Éclipse solaire: Tanger offre un beau spectacle, Al Hoceima déçue par les nuages

Eclipse solaire du 12 août à Tanger (S.Kadry/Le360).

Le 12/08/2026 à 22h56

VidéoUn phénomène astronomique rare a captivé les regards, ce mercredi soir, dans plusieurs régions du Maroc comme dans le reste du monde. À Tanger, des dizaines de Marocains, de touristes étrangers et de passionnés d’astronomie se sont rassemblés au Cap Spartel pour observer l’éclipse solaire, qui a atteint jusqu’à 92%. À Al Hoceima, en revanche, les nuages épais ont joué les trouble-fête, empêchant les curieux d’assister au spectacle céleste.
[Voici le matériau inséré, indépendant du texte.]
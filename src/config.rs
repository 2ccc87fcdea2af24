use crate::adapters::outbound::MetricsCollectorConfig;
use crate::application::{LoadBalancerConfig, RegistryConfig, Route, RouteTable};
use crate::domain::entities::InstanceConfig;
use crate::domain::value_objects::LoadBalancingStrategy;
use crate::infrastructure::circuit_breaker::{BreakerScope, CircuitBreakerConfig};
use crate::infrastructure::health_monitor::HealthMonitorConfig;
use crate::infrastructure::system_metrics::ResourceThresholds;
use std::net::SocketAddr;
use std::time::Duration;

/// A backend instance registered at startup.
#[derive(Debug, Clone, PartialEq, Eq)]
pub struct StaticInstance {
    pub service: String,
    pub host: String,
    pub port: u16,
}

impl StaticInstance {
    pub fn instance_config(&self) -> InstanceConfig {
        InstanceConfig::new(self.host.clone(), self.port)
    }
}

#[derive(Debug, Clone)]
pub struct Config {
    // Listeners
    pub listen_addr: String,
    pub admin_listen_addr: String,
    pub debug: bool,

    // Circuit breaker
    pub breaker_timeout_ms: u64,
    pub breaker_error_threshold: f64,
    pub breaker_reset_timeout_secs: u64,
    pub breaker_monitoring_period_secs: u64,
    pub breaker_minimum_requests: u32,
    pub breaker_scope: BreakerScope,

    // Load balancer
    pub lb_strategy: LoadBalancingStrategy,
    pub lb_max_retries: u32,
    pub lb_retry_delay_ms: u64,
    pub lb_timeout_secs: u64,

    // Health monitor
    pub health_check_interval_secs: u64,
    pub health_response_time_threshold_ms: u64,
    pub memory_threshold: f64,
    pub cpu_threshold: f64,
    pub disk_threshold: f64,

    // Registry probing
    pub registry_check_interval_secs: u64,
    pub registry_check_timeout_secs: u64,
    pub registry_retry_attempts: u32,

    // Metrics
    pub metrics_retention_secs: u64,
    pub metrics_cleanup_interval_secs: u64,

    // Routing
    pub routes: Vec<Route>,
    pub instances: Vec<StaticInstance>,
    pub auth_verify_url: Option<String>,
    pub auth_timeout_ms: u64,
    pub shutdown_grace_secs: u64,
}

impl Default for Config {
    fn default() -> Self {
        Self {
            listen_addr: "0.0.0.0:8080".to_string(),
            admin_listen_addr: "0.0.0.0:8081".to_string(),
            debug: false,
            breaker_timeout_ms: 5000,
            breaker_error_threshold: 50.0,
            breaker_reset_timeout_secs: 30,
            breaker_monitoring_period_secs: 10,
            breaker_minimum_requests: 5,
            breaker_scope: BreakerScope::Service,
            lb_strategy: LoadBalancingStrategy::RoundRobin,
            lb_max_retries: 3,
            lb_retry_delay_ms: 100,
            lb_timeout_secs: 30,
            health_check_interval_secs: 30,
            health_response_time_threshold_ms: 1000,
            memory_threshold: 85.0,
            cpu_threshold: 80.0,
            disk_threshold: 90.0,
            registry_check_interval_secs: 30,
            registry_check_timeout_secs: 5,
            registry_retry_attempts: 3,
            metrics_retention_secs: 3600,
            metrics_cleanup_interval_secs: 300,
            routes: default_routes(),
            instances: Vec::new(),
            auth_verify_url: None,
            auth_timeout_ms: 5000,
            shutdown_grace_secs: 10,
        }
    }
}

/// The stock route table: `/api/auth` is public, everything else needs a
/// verified caller.
pub fn default_routes() -> Vec<Route> {
    vec![
        Route::new("/api/auth", "auth-service"),
        Route::new("/api/chat", "chat-service").with_auth(),
        Route::new("/api/analytics", "analytics-service").with_auth(),
        Route::new("/api/users", "user-service").with_auth(),
        Route::new("/api/notifications", "notification-service").with_auth(),
        Route::new("/api/files", "file-service").with_auth(),
    ]
}

impl Config {
    pub fn breaker_config(&self) -> CircuitBreakerConfig {
        CircuitBreakerConfig {
            timeout: Duration::from_millis(self.breaker_timeout_ms),
            error_threshold_percentage: self.breaker_error_threshold,
            reset_timeout: Duration::from_secs(self.breaker_reset_timeout_secs),
            monitoring_period: Duration::from_secs(self.breaker_monitoring_period_secs),
            minimum_requests: self.breaker_minimum_requests,
        }
    }

    pub fn load_balancer_config(&self) -> LoadBalancerConfig {
        LoadBalancerConfig {
            strategy: self.lb_strategy,
            max_retries: self.lb_max_retries,
            retry_delay: Duration::from_millis(self.lb_retry_delay_ms),
            timeout: Duration::from_secs(self.lb_timeout_secs),
        }
    }

    pub fn registry_config(&self) -> RegistryConfig {
        RegistryConfig {
            health_check_interval: Duration::from_secs(self.registry_check_interval_secs),
            health_check_timeout: Duration::from_secs(self.registry_check_timeout_secs),
            retry_attempts: self.registry_retry_attempts,
            ..RegistryConfig::default()
        }
    }

    /// Resource sampling settings. Probe cadence and timeout are read from
    /// the registry section.
    pub fn health_monitor_config(&self) -> HealthMonitorConfig {
        HealthMonitorConfig {
            check_interval: Duration::from_secs(self.health_check_interval_secs),
            response_time_threshold: Duration::from_millis(self.health_response_time_threshold_ms),
            thresholds: ResourceThresholds {
                memory_percent: self.memory_threshold,
                cpu_percent: self.cpu_threshold,
                disk_percent: self.disk_threshold,
            },
            ..HealthMonitorConfig::default()
        }
    }

    pub fn metrics_config(&self) -> MetricsCollectorConfig {
        MetricsCollectorConfig {
            retention: Duration::from_secs(self.metrics_retention_secs),
            cleanup_interval: Duration::from_secs(self.metrics_cleanup_interval_secs),
        }
    }

    pub fn route_table(&self) -> RouteTable {
        RouteTable::new(self.routes.clone())
    }

    /// Validate the configuration.
    pub fn validate(&self) -> Result<(), ConfigError> {
        for addr in [&self.listen_addr, &self.admin_listen_addr] {
            if addr.parse::<SocketAddr>().is_err() {
                return Err(ConfigError::InvalidAddress(addr.clone()));
            }
        }
        if self.listen_addr == self.admin_listen_addr {
            return Err(ConfigError::SharedListener(self.listen_addr.clone()));
        }

        let thresholds = [
            ("breaker_error_threshold", self.breaker_error_threshold),
            ("memory_threshold", self.memory_threshold),
            ("cpu_threshold", self.cpu_threshold),
            ("disk_threshold", self.disk_threshold),
        ];
        for (name, value) in thresholds {
            if !(0.0..=100.0).contains(&value) {
                return Err(ConfigError::PercentageOutOfRange { name, value });
            }
        }

        if self.lb_max_retries == 0 {
            return Err(ConfigError::ZeroValue("lb_max_retries"));
        }
        if self.registry_retry_attempts == 0 {
            return Err(ConfigError::ZeroValue("registry_retry_attempts"));
        }
        let intervals = [
            ("breaker_timeout_ms", self.breaker_timeout_ms),
            ("breaker_monitoring_period_secs", self.breaker_monitoring_period_secs),
            ("lb_timeout_secs", self.lb_timeout_secs),
            ("health_check_interval_secs", self.health_check_interval_secs),
            ("registry_check_interval_secs", self.registry_check_interval_secs),
            ("registry_check_timeout_secs", self.registry_check_timeout_secs),
            ("metrics_cleanup_interval_secs", self.metrics_cleanup_interval_secs),
        ];
        for (name, value) in intervals {
            if value == 0 {
                return Err(ConfigError::ZeroValue(name));
            }
        }

        if self.routes.is_empty() {
            return Err(ConfigError::NoRoutes);
        }
        let mut seen = std::collections::HashSet::new();
        for route in &self.routes {
            if !seen.insert(route.prefix.as_str()) {
                return Err(ConfigError::DuplicateRoute(route.prefix.clone()));
            }
        }
        Ok(())
    }
}

/// Configuration errors.
#[derive(Debug, Clone, PartialEq, thiserror::Error)]
pub enum ConfigError {
    #[error("invalid listen address: {0}")]
    InvalidAddress(String),
    #[error("gateway and admin listeners share {0}")]
    SharedListener(String),
    #[error("{name} must be between 0 and 100, got {value}")]
    PercentageOutOfRange { name: &'static str, value: f64 },
    #[error("{0} must be greater than zero")]
    ZeroValue(&'static str),
    #[error("no routes configured")]
    NoRoutes,
    #[error("duplicate route prefix: {0}")]
    DuplicateRoute(String),
    #[error("invalid route entry '{0}', expected prefix=service[:auth]")]
    InvalidRoute(String),
    #[error("invalid instance entry '{0}', expected service=host:port")]
    InvalidInstance(String),
    #[error("unknown load balancing strategy: {0}")]
    UnknownStrategy(String),
}

/// Parse `GATEWAY_ROUTES`: comma-separated `prefix=service[:auth]`.
pub fn parse_routes(raw: &str) -> Result<Vec<Route>, ConfigError> {
    raw.split(',')
        .map(str::trim)
        .filter(|entry| !entry.is_empty())
        .map(|entry| {
            let (prefix, target) = entry
                .split_once('=')
                .ok_or_else(|| ConfigError::InvalidRoute(entry.to_string()))?;
            let (service, auth) = match target.split_once(':') {
                Some((service, "auth")) => (service, true),
                Some(_) => return Err(ConfigError::InvalidRoute(entry.to_string())),
                None => (target, false),
            };
            let (prefix, service) = (prefix.trim(), service.trim());
            if !prefix.starts_with('/') || service.is_empty() {
                return Err(ConfigError::InvalidRoute(entry.to_string()));
            }
            let route = Route::new(prefix, service);
            Ok(if auth { route.with_auth() } else { route })
        })
        .collect()
}

/// Parse `GATEWAY_INSTANCES`: comma-separated `service=host:port`.
pub fn parse_instances(raw: &str) -> Result<Vec<StaticInstance>, ConfigError> {
    raw.split(',')
        .map(str::trim)
        .filter(|entry| !entry.is_empty())
        .map(|entry| {
            let invalid = || ConfigError::InvalidInstance(entry.to_string());
            let (service, addr) = entry.split_once('=').ok_or_else(invalid)?;
            let (host, port) = addr.rsplit_once(':').ok_or_else(invalid)?;
            let port: u16 = port.trim().parse().map_err(|_| invalid())?;
            let (service, host) = (service.trim(), host.trim());
            if service.is_empty() || host.is_empty() || port == 0 {
                return Err(invalid());
            }
            Ok(StaticInstance {
                service: service.to_string(),
                host: host.to_string(),
                port,
            })
        })
        .collect()
}

fn env_or<T: std::str::FromStr>(key: &str, default: T) -> T {
    std::env::var(key)
        .ok()
        .and_then(|v| v.trim().parse().ok())
        .unwrap_or(default)
}

pub fn load_config() -> anyhow::Result<Config> {
    let defaults = Config::default();

    let listen_addr = std::env::var("GATEWAY_LISTEN_ADDR")
        .unwrap_or_else(|_| defaults.listen_addr.clone());

    let admin_listen_addr = std::env::var("GATEWAY_ADMIN_LISTEN_ADDR")
        .unwrap_or_else(|_| defaults.admin_listen_addr.clone());

    let debug = std::env::var("DEBUG").is_ok();

    // Circuit breaker
    let breaker_scope = std::env::var("GATEWAY_BREAKER_SCOPE")
        .map(|v| BreakerScope::from_str(&v))
        .unwrap_or(defaults.breaker_scope);

    // Load balancer
    let lb_strategy = match std::env::var("GATEWAY_LB_STRATEGY") {
        Ok(v) => LoadBalancingStrategy::parse(&v).ok_or(ConfigError::UnknownStrategy(v))?,
        Err(_) => defaults.lb_strategy,
    };

    // Routing
    let routes = match std::env::var("GATEWAY_ROUTES") {
        Ok(v) => parse_routes(&v)?,
        Err(_) => defaults.routes.clone(),
    };

    let instances = match std::env::var("GATEWAY_INSTANCES") {
        Ok(v) => parse_instances(&v)?,
        Err(_) => Vec::new(),
    };

    let auth_verify_url = std::env::var("GATEWAY_AUTH_VERIFY_URL")
        .ok()
        .filter(|v| !v.trim().is_empty());

    let config = Config {
        listen_addr,
        admin_listen_addr,
        debug,
        breaker_timeout_ms: env_or("GATEWAY_BREAKER_TIMEOUT_MS", defaults.breaker_timeout_ms),
        breaker_error_threshold: env_or(
            "GATEWAY_BREAKER_ERROR_THRESHOLD",
            defaults.breaker_error_threshold,
        ),
        breaker_reset_timeout_secs: env_or(
            "GATEWAY_BREAKER_RESET_TIMEOUT_SECS",
            defaults.breaker_reset_timeout_secs,
        ),
        breaker_monitoring_period_secs: env_or(
            "GATEWAY_BREAKER_MONITORING_PERIOD_SECS",
            defaults.breaker_monitoring_period_secs,
        ),
        breaker_minimum_requests: env_or(
            "GATEWAY_BREAKER_MINIMUM_REQUESTS",
            defaults.breaker_minimum_requests,
        ),
        breaker_scope,
        lb_strategy,
        lb_max_retries: env_or("GATEWAY_LB_MAX_RETRIES", defaults.lb_max_retries),
        lb_retry_delay_ms: env_or("GATEWAY_LB_RETRY_DELAY_MS", defaults.lb_retry_delay_ms),
        lb_timeout_secs: env_or("GATEWAY_LB_TIMEOUT_SECS", defaults.lb_timeout_secs),
        health_check_interval_secs: env_or(
            "GATEWAY_HEALTH_CHECK_INTERVAL_SECS",
            defaults.health_check_interval_secs,
        ),
        health_response_time_threshold_ms: env_or(
            "GATEWAY_HEALTH_RESPONSE_TIME_THRESHOLD_MS",
            defaults.health_response_time_threshold_ms,
        ),
        memory_threshold: env_or("GATEWAY_MEMORY_THRESHOLD", defaults.memory_threshold),
        cpu_threshold: env_or("GATEWAY_CPU_THRESHOLD", defaults.cpu_threshold),
        disk_threshold: env_or("GATEWAY_DISK_THRESHOLD", defaults.disk_threshold),
        registry_check_interval_secs: env_or(
            "GATEWAY_REGISTRY_CHECK_INTERVAL_SECS",
            defaults.registry_check_interval_secs,
        ),
        registry_check_timeout_secs: env_or(
            "GATEWAY_REGISTRY_CHECK_TIMEOUT_SECS",
            defaults.registry_check_timeout_secs,
        ),
        registry_retry_attempts: env_or(
            "GATEWAY_REGISTRY_RETRY_ATTEMPTS",
            defaults.registry_retry_attempts,
        ),
        metrics_retention_secs: env_or(
            "GATEWAY_METRICS_RETENTION_SECS",
            defaults.metrics_retention_secs,
        ),
        metrics_cleanup_interval_secs: env_or(
            "GATEWAY_METRICS_CLEANUP_INTERVAL_SECS",
            defaults.metrics_cleanup_interval_secs,
        ),
        routes,
        instances,
        auth_verify_url,
        auth_timeout_ms: env_or("GATEWAY_AUTH_TIMEOUT_MS", defaults.auth_timeout_ms),
        shutdown_grace_secs: env_or("GATEWAY_SHUTDOWN_GRACE_SECS", defaults.shutdown_grace_secs),
    };

    config.validate()?;
    Ok(config)
}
Le même ciel marocain, mais deux expériences différentes. À Tanger, sur le Cap Spartel, les regards étaient tournés vers le ciel pour ne rien manquer de l’éclipse. À Al Hoceima, les observateurs se sont retrouvés face à une couverture nuageuse persistante, qui a finalement privé la ville de ce phénomène astronomique.

Sur le point de rencontre entre la Méditerranée et l’océan Atlantique à Tanger, l’ambiance était au rendez vous. Des dizaines de personnes, parmi lesquelles des touristes marocains et étrangers, des habitants de Tanger et des MRE, ont pris place dans les environs pour suivre l’évolution du phénomène.

Pendant près d’une heure, les curieux ont observé les différentes phases de l’éclipse, certains équipés de lunettes de protection spécialement adaptées. Pour beaucoup, l’instant avait une saveur particulière. «Je suis venu aujourd’hui pour documenter l’éclipse solaire. C’est la première fois que j’assiste à un phénomène pareil, parce que c’est quelque chose de rare», raconte un jeune homme passionné d’astronomie.

Pour lui, le fait que l’éclipse soit observable depuis le Maroc rendait l’événement encore plus exceptionnel. «Ce phénomène se produit parfois dans d’autres pays, ou même en pleine mer. Le fait qu’il soit visible aujourd’hui au Maroc en fait un événement important, et je suis venu pour le documenter», ajoute-t-il, en réglant sa caméra.

La curiosité était également au rendez-vous chez les visiteurs étrangers. Venue d’Espagne avec une amie et sa famille, une touriste espagnole ne cache pas son enthousiasme. «C’est la première fois que j’assiste à une éclipse solaire. Je suis très contente de pouvoir vivre ce moment», confie-t-elle, tout en reconnaissant une certaine appréhension face à un phénomène qui impose des précautions particulières.

Chez les habitants de Tanger, l’éclipse était aussi perçue comme une occasion de faire découvrir aux plus jeunes un spectacle naturel peu commun. «Nous sommes venus voir cette merveille entre la Méditerranée et l’océan Atlantique. C’est un phénomène extraordinaire que l’on doit prendre le temps d’observer. Les enfants aussi doivent pouvoir découvrir», témoigne un habitant de Tanger.

Dans la foule, certains avaient prévu des équipements adaptés, tandis que d’autres se contentaient de profiter de l’atmosphère particulière du moment. Tous étaient néanmoins conscients d’une règle essentielle: une éclipse solaire ne doit jamais être observée à l’œil nu.

«Nous sommes venus avec ma mère et j’ai apporté mes lunettes. Je suis très heureuse de pouvoir assister à cette éclipse solaire pour la première fois», raconte une jeune spectatrice. «Je sais qu’il ne faut pas la regarder directement à l’œil nu parce que cela peut être dangereux pour les yeux. Nous allons donc essayer de profiter de ce moment sans prendre de risques», poursuit-elle.

À Al Hoceima, l’expérience a été tout autre. Alors que les images de l’éclipse circulaient depuis d’autres villes du Royaume, un épais voile nuageux recouvrait le ciel de la ville, empêchant les habitants et les passionnés d’astronomie de profiter du phénomène.

Les plus persévérants ont tout de même gardé les yeux tournés vers le ciel, espérant une éclaircie de quelques instants. Mais les nuages, suffisamment denses pour masquer le soleil, ont finalement eu raison de leur attente.

Entre émerveillement à Tanger et frustration à Al Hoceima, l’éclipse aura ainsi offert deux visages d’un même événement astronomique. Pour ceux qui ont pu l’observer, lunettes de protection sur le nez et téléphones équipés levés vers le ciel, le souvenir de ce phénomène rare restera gravé dans leurs mémoires.